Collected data
==================================================
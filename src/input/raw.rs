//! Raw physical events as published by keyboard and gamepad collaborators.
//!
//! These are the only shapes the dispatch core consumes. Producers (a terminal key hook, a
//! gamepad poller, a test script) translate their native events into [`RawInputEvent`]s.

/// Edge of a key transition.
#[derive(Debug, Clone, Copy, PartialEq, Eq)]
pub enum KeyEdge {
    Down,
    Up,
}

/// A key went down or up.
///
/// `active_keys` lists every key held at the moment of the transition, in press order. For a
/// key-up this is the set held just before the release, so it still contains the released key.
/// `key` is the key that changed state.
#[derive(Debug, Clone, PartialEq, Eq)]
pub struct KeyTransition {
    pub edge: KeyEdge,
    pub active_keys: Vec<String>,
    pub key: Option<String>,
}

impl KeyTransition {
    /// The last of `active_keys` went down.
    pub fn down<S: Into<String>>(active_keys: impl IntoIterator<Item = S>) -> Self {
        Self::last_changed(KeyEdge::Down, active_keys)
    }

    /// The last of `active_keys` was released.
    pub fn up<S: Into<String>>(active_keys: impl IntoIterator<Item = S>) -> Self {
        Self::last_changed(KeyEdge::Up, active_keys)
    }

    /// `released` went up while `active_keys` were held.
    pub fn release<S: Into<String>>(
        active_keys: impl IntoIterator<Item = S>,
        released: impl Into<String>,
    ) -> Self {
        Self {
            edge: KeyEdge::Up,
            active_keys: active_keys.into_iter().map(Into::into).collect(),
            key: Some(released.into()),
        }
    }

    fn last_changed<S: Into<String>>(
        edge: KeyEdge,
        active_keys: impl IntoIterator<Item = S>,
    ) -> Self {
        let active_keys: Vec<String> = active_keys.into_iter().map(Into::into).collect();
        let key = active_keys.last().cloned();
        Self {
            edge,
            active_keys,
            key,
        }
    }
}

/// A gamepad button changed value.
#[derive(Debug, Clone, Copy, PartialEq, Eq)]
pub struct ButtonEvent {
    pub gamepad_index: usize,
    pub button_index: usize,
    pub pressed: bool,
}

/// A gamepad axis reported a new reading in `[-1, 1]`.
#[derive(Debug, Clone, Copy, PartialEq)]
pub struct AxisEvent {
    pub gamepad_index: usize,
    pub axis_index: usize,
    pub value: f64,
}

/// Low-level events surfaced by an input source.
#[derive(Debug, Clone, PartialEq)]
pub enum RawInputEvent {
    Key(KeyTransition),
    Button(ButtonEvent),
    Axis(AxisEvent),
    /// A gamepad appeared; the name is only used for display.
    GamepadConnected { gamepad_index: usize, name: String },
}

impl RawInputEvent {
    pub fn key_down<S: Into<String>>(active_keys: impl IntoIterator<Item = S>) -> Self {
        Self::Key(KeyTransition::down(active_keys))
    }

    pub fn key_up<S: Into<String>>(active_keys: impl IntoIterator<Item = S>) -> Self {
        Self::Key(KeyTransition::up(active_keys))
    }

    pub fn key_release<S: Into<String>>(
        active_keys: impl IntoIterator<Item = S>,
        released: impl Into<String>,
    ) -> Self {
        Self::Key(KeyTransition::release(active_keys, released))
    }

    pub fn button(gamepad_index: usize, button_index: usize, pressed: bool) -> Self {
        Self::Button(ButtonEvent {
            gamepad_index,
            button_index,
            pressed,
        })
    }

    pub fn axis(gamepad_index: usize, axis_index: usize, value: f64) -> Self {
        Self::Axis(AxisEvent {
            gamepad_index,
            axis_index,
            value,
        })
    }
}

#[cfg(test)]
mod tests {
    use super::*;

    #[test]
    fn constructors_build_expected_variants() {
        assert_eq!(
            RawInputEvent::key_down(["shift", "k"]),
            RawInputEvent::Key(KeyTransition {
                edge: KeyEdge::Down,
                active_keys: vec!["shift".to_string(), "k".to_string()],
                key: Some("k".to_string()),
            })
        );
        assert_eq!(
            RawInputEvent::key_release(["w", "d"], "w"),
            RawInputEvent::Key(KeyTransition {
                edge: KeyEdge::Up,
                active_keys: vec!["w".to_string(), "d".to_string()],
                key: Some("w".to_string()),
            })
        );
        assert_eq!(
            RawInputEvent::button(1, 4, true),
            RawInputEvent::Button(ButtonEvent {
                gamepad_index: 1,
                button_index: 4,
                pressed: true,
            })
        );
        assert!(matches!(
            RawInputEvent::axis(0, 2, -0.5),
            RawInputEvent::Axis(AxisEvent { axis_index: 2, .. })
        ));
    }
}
==================================================
■ **TASK DIRECTIONS**
From the records above, count the lines that contain "IntoIterator". Only the number should be written.

■ **RESPONSE AREA**
7